When Anthem revealed in early February that hackers had breached a database containing the personal information on 80 million of its customers and employees, the news hit a little too close to home for Gary Scholten, executive vice president and CIO of Principal Financial Group. His first order of business that day was to gather all the information he could to reassure his board of directors that the financial services provider did not have similar vulnerabilities.
He contacted the industry's Financial Services Information Sharing and Analysis Center to get detailed intelligence on the exact nature of what Anthem publicly called a "very sophisticated external cyber attack" and was able to assure his board members that Principal's customer and employee data was not at risk from the type of attack launched against Anthem.
Anthem is one of the nation's largest health insurers. Because of the size of its breach, the industry in which it occurred and the media attention it received, Scholten wanted to get ahead of the questions that Principal's directors might ask. "Cybersecurity is a huge priority for them because the service we provide is so reputation-based," says Scholten. "It's a top-of-mind board issue."
[ See "8 tips for education your board" on page 4]

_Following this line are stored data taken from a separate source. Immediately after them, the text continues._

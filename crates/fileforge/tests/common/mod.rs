//! Shared test utilities for fileforge integration tests.
//!
//! This module provides:
//! - `TestHarness` wiring the full stack (database, storage, queue, service,
//!   runner) over temp directories
//! - Builders producing real PDF/PNG/JPEG/DOCX input bytes

pub mod builders;
pub mod harness;

#[allow(unused_imports)]
pub use builders::{docx_bytes, jpeg_bytes, pdf_bytes, png_bytes};
pub use harness::TestHarness;
//! Database error types.

use std::path::PathBuf;
use thiserror::Error;

/// Errors from database operations.
#[derive(Error, Debug)]
pub enum DatabaseError {
    /// SQLite error from rusqlite.
    #[error("SQLite error: {0}")]
    Sqlite(#[from] rusqlite::Error),

    /// IO error when creating directories or files.
    #[error("IO error for path '{path}': {source}")]
    Io {
        path: PathBuf,
        #[source]
        source: std::io::Error,
    },

    /// A migration failed to apply.
    #[error("Migration failed at version {version}: {reason}")]
    Migration { version: u32, reason: String },

    /// The database lock was poisoned.
    #[error("Database lock poisoned")]
    LockPoisoned,
}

Scott Angelo, CIO of K&L Gates, was in Miami for the annual meeting of the law firm's management committee (a private company's version of a board) when the Anthem news hit. "They wake up, and the first thing they want to know about is Anthem," says Gates, who was hired three years ago specifically to strengthen the firm's cybersecurity stance. "They're inundated with all this information that's out there."
The Anthem breach was just the latest in a string of cybersecurity incidents that have occurred over the past couple of years (you know the litany of contretemps: Target, Home Depot, Sony Pictures, JPMorgan Chase and so on). And corporate boards are on high alert. Cybersecurity is "in the press every day," says Peter Gleason, president of the National Association of Corporate Directors (NACD). "It's the foremost issue on directors' minds right now because it's tied into the risk structure of the organization."
Cybersecurity oversight is the second most important topic for boards in 2015--just behind strategic planning--according to law firm Akin Gump Strauss Hauer & Feld. "It's not just financial services firms or regulated companies -- everyone is interested now," says Kimberly Peretti, partner and co-chair of the security incident management and response team at law firm Alston & Bird.
In 2014, 42.8 million security incidents were detected, a 48 percent increase over the previous year, according to PricewaterhouseCoopers. The average size of the financial hits attributed to those incidents was $2.7 million, and the number of organizations reporting incident-related losses of more than $20 million increased 92 percent last year, PwC reports. But the true cost may never be known. As many as 71 percent of compromise victims did not detect the breach themselves, according to a 2014 report by cybersecurity firm Trustwave.
Yet board members complain that they're not getting the right information. More than one-third of them are dissatisfied with the quality of information they get regarding cybersecurity risk, and more than half are unhappy with the quantity of information provided, according to a NACD survey of 1,013 public companies.
There's a positive correlation between how much the board is engaged with cybersecurity issues and the strength of IT security profiles, according to a study by business risk consultancy Protiviti. That's why CIOs like Scholten and Angelo are focused on effective communication with their boards. By providing corporate directors with meaningful intelligence on a regular basis, savvy CIOs and CISOs not only educate their boards about the issues they should focus on as they oversee security-related initiatives; they also garner high-level support for building robust security systems and adopting processes and policies necessary to protect corporate data.
Defining the threat
Keith Turpin joined Universal Weather and Aviation as CISO last summer to revamp the security program. Historically, cybersecurity had not been a strategic priority for the board of the international flight planning and support services provider. "My job was to come in and build a strategy to take to the board and get the support that would allow the program to be successful," says Turpin.
Explaining IT security to a nontechnical audience was going to be a challenge. "I've seen people go into board meetings with a network diagram," says Turpin. "You might as well be showing them a crop circle."
So Turpin turned to his background in physical security. He built a small door and fitted it with several seemingly secure locks. He asked the directors in the room if they thought the door was protected. "They looked at me like I was crazy," Turpin recalls. But he explained to them, as he exploited the critical flaw in each of the locking mechanisms in less than a minute, that while the door looked well protected, it was vulnerable. Cybersecurity, he said, was about having the right controls in place to protect the company's data should an IT vulnerability--of which there are thousands--be exploited. He then presented the board with a risk assessment forecast and a security strategy. "[But] the thing they still remember was that door," he says.
"You can't go in there and tell them about the ISO 27000 standard. That's not an effective message," Turpin says. "You have to boil it down to the core business risks for your company: What could have the most significant impact on our revenue stream?" Once the board understands the fundamentals, it's easier to update them on the impact of security investments and address issues as they arise, he explains. After that first meeting, the board quickly approved Turpin's proposed IT security budget; the COO even asked if he needed more money.